### Record extracts

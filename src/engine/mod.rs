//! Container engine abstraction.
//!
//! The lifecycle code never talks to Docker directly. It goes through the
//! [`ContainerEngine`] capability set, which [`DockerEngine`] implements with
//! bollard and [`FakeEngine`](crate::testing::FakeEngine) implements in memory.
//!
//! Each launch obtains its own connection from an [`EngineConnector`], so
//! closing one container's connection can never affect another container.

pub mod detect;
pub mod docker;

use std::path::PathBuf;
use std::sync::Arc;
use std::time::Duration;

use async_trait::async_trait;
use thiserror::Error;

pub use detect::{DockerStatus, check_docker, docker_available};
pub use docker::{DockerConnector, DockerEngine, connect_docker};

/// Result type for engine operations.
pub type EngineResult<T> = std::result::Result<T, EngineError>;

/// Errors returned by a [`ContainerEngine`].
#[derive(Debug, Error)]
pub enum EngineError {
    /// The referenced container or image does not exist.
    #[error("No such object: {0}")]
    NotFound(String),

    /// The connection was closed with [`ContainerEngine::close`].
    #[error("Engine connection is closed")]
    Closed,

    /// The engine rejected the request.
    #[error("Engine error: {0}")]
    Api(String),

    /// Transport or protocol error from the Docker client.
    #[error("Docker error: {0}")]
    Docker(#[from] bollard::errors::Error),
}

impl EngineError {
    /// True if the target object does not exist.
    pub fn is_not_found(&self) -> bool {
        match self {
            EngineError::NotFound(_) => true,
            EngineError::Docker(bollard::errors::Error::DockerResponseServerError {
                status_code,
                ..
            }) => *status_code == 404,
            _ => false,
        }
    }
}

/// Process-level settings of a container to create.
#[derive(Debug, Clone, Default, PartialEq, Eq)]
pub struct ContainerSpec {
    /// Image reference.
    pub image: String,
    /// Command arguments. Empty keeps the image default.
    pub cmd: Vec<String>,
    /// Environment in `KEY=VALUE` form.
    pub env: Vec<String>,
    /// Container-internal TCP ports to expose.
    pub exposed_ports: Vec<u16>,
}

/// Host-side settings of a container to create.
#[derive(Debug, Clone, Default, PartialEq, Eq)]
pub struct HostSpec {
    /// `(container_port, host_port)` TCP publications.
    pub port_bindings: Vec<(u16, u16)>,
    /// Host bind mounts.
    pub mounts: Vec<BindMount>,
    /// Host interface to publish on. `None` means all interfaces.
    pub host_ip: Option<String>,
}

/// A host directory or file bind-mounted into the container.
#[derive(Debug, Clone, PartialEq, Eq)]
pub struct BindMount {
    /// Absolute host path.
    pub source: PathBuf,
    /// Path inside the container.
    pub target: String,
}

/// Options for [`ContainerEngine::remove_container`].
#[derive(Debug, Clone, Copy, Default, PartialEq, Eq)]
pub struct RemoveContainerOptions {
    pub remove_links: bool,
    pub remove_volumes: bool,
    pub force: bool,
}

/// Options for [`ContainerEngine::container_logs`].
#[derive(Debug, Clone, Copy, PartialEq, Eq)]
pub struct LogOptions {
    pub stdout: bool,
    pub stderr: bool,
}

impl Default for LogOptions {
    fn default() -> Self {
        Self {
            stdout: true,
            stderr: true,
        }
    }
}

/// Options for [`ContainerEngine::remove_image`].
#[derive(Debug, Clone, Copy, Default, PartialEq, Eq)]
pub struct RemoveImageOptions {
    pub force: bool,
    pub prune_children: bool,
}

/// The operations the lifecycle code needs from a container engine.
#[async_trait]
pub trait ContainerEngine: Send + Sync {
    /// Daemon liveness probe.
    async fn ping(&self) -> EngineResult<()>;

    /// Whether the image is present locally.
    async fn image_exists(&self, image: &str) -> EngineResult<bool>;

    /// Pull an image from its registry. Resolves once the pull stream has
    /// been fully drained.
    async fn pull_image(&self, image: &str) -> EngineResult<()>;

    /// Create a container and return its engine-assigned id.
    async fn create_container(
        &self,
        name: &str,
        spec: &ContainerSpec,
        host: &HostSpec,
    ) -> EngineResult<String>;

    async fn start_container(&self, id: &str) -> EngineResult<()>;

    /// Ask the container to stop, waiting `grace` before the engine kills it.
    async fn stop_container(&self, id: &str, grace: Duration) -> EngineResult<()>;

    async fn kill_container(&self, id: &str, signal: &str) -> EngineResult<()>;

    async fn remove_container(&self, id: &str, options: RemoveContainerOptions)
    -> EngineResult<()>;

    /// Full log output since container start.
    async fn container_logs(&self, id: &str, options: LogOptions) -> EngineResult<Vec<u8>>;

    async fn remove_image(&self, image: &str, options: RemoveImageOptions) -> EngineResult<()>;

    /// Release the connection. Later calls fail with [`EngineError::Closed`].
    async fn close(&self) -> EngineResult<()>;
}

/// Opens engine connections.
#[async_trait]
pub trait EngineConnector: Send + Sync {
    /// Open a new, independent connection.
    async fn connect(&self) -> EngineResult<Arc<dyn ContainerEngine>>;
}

######

Task to complete
Reproduce exactly the stretch of the material above that starts at the line with "rejected the request." and ends at the line with "Host bind mounts.", both included, and nothing else.

Response for this exercise
    /// The engine rejected the request.
    #[error("Engine error: {0}")]
    Api(String),

    /// Transport or protocol error from the Docker client.
    #[error("Docker error: {0}")]
    Docker(#[from] bollard::errors::Error),
}

impl EngineError {
    /// True if the target object does not exist.
    pub fn is_not_found(&self) -> bool {
        match self {
            EngineError::NotFound(_) => true,
            EngineError::Docker(bollard::errors::Error::DockerResponseServerError {
                status_code,
                ..
            }) => *status_code == 404,
            _ => false,
        }
    }
}

/// Process-level settings of a container to create.
#[derive(Debug, Clone, Default, PartialEq, Eq)]
pub struct ContainerSpec {
    /// Image reference.
    pub image: String,
    /// Command arguments. Empty keeps the image default.
    pub cmd: Vec<String>,
    /// Environment in `KEY=VALUE` form.
    pub env: Vec<String>,
    /// Container-internal TCP ports to expose.
    pub exposed_ports: Vec<u16>,
}

/// Host-side settings of a container to create.
#[derive(Debug, Clone, Default, PartialEq, Eq)]
pub struct HostSpec {
    /// `(container_port, host_port)` TCP publications.
    pub port_bindings: Vec<(u16, u16)>,
    /// Host bind mounts.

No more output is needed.